The Group’s current assets have decreased by 13.9% to US$357.2 million from US$415.0 million as at 31 December 2019; the Group’s current liabilities have decreased by 16.7% to US$206.0 million from US$247.5 million as at 31 December 2019. The current ratio (current assets/current liabilities) is 1.7 times (31 December 2019: 1.7 times).

Pledge of Assets

As at 31 December 2020, certain of the Group’s property, plant and equipments, investment properties, other intangible assets, inventories, trade and other receivables and bank deposits with an aggregate carrying amount of US$185.0 million (31 December 2019: US$162.7 million) have been pledged to banks to secure the general banking facilities granted to the Group.

Capital Expenditure

Capital expenditures for the year ended 31 December 2020 amounted to US$7.7 million compared to US$34.1 million in 2019. Capital expenditure was mainly incurred for the purpose of upgrading and renovation of plant and machinery in the U.S. and the expansion of new production lines in the U.S. and Vietnam.
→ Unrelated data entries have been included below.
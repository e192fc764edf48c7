//! Fatal reporting for internal invariant violations.
//!
//! Hot-path structures (arena, lists, stacks, exchange buffers) do not
//! return error codes for broken invariants. They call [`fatal`], which
//! emits a `tracing` error event with the full diagnostic context and then
//! panics. The panic unwinds the worker thread; the engine treats it as a
//! bug, never as a recoverable condition.
//!
//! Rank and worker context is attached implicitly: the engine opens a
//! [`DiagnosticScope`] on every thread it owns, and [`Site::here`] reads it.

use std::cell::Cell;
use std::fmt;

use crate::id::{Offset, RankId, WorkerId};

thread_local! {
    static SCOPE: Cell<(Option<RankId>, Option<WorkerId>)> = const { Cell::new((None, None)) };
}

/// Location of a fatal invariant violation.
#[derive(Clone, Copy, Debug, Default, PartialEq, Eq)]
pub struct Site {
    /// Rank that detected the violation.
    pub rank: Option<RankId>,
    /// Worker thread that detected the violation.
    pub worker: Option<WorkerId>,
    /// Structure being operated on (`"arena"`, `"list"`, `"dd-send"`, ...).
    pub structure: &'static str,
    /// Arena offset involved, if any.
    pub offset: Option<Offset>,
}

impl Site {
    /// A site for `structure`, carrying the calling thread's diagnostic scope.
    pub fn here(structure: &'static str) -> Self {
        let (rank, worker) = SCOPE.with(|s| s.get());
        Self {
            rank,
            worker,
            structure,
            offset: None,
        }
    }

    /// Attach the arena offset involved in the violation.
    pub fn at(mut self, offset: Offset) -> Self {
        self.offset = Some(offset);
        self
    }
}

impl fmt::Display for Site {
    fn fmt(&self, f: &mut fmt::Formatter<'_>) -> fmt::Result {
        write!(f, "{}", self.structure)?;
        if let Some(rank) = self.rank {
            write!(f, " rank={rank}")?;
        }
        if let Some(worker) = self.worker {
            write!(f, " worker={worker}")?;
        }
        if let Some(offset) = self.offset {
            write!(f, " offset={offset}")?;
        }
        Ok(())
    }
}

/// Report an internal invariant violation and abort the current thread.
#[cold]
#[track_caller]
pub fn fatal(site: Site, detail: fmt::Arguments<'_>) -> ! {
    tracing::error!(
        rank = ?site.rank,
        worker = ?site.worker,
        structure = site.structure,
        offset = ?site.offset,
        "internal error: {detail}"
    );
    panic!("ember internal error [{site}]: {detail}");
}

/// Shorthand for [`fatal`] with `format!`-style arguments.
///
/// ```should_panic
/// use ember_core::{fatal, Site};
/// fatal!(Site::here("example").at(7), "offset {} out of range", 7);
/// ```
#[macro_export]
macro_rules! fatal {
    ($site:expr, $($arg:tt)+) => {
        $crate::fatal::fatal($site, format_args!($($arg)+))
    };
}

/// Tags every [`Site::here`] created on this thread with a rank and worker.
///
/// The previous scope is restored on drop, so scopes nest.
#[must_use = "the scope is cleared when the guard is dropped"]
pub struct DiagnosticScope {
    previous: (Option<RankId>, Option<WorkerId>),
}

impl DiagnosticScope {
    /// Enter a scope for `rank`, optionally narrowed to one worker.
    pub fn enter(rank: RankId, worker: Option<WorkerId>) -> Self {
        let previous = SCOPE.with(|s| s.replace((Some(rank), worker)));
        Self { previous }
    }
}

impl Drop for DiagnosticScope {
    fn drop(&mut self) {
        SCOPE.with(|s| s.set(self.previous));
    }
}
Material Acquisitions and Disposals of the Group

Acquisition of a Subsidiary

On 16 July 2019, the Group acquired a 70% interest in Timber from an independent third party at a cash consideration of US$32,550,000. Timber is engaged in the manufacture and sales of furniture and home accessories. The acquisition was made as the transfer of production line to South East Asia. The purchase consideration for the acquisition was in the form of cash, with US$9,765,000 paid on 16 July 2019 and the remaining US$6,510,000 and US$16,275,000 paid on 2 August 2019 and 29 October 2019, respectively.

On 3 August 2020, the Group entered into a share transfer agreement with an independent third party to acquire 30% of the equity interest of Timber, at a total cash consideration of US$13,950,000. As a result of the acquisition, the Group owns 100% of the equity interest of Timber. The acquisition was completed on 3 August 2020. The carrying amount of the non-controlling interest in Timber on the date of acquisition was US$7,163,000. The Group recognised a decrease in non-controlling interest of US$7,163,000 and a decrease in equity attributable to owners of the Company of US$6,787,000. Details of this transaction are disclosed in the Company’s announcement dated 3 August 2020.

Disposal of an Investment in the Sub-Fund

On 18 December 2019, the Group disposed of part of its investment in the Sub-Fund set up by UBP made under the mandate agreement. The principal amount of such investment being disposed was US$69,500,000 and the consideration for the Disposal was US$70,036,540. The Company recognized a gain of US$536,540 from the Disposal. Details of this transaction are disclosed in the Company’s announcement dated 16 September 2020.


The strong recovery of the U.S. housing market remains a source of optimism for the furniture industry in general. The Fed’s zero interest rate policy is expected to continue, which allows housing starts and existing home sales, along with the F&HF demand to recover from the impact of the COVID-19 pandemic. Social distancing has also stimulated higher furniture demand due to increased time at home. Looking forward to 2021, the order pipeline has filled into the third quarter of the year and the market demand continues to be strong.

However, global shortage of international containers has challenged the entire industry on its ability to satisfy demand. Samson adopted timely measures through active cooperation with shipping companies to ensure container availability as well as the introduction of cutting edge datadriven management systems to optimize overall capacity. In addition, the Group has refocused its marketing strategy by shifting to more active, online-centric approaches in order to reach a wider customer base. This new strategy breaks the restrictions of traditional offline sales and reduces fixed cost effectively. With increased production capacity in Vietnam and a diversification of route to market, Samson is well positioned to maintain its competitive edge and continues to increase its market share in the U.S., making 2021 a very promising year for us.


The Board does not recommend the payment of a final dividend for the year ended 31 December 2020.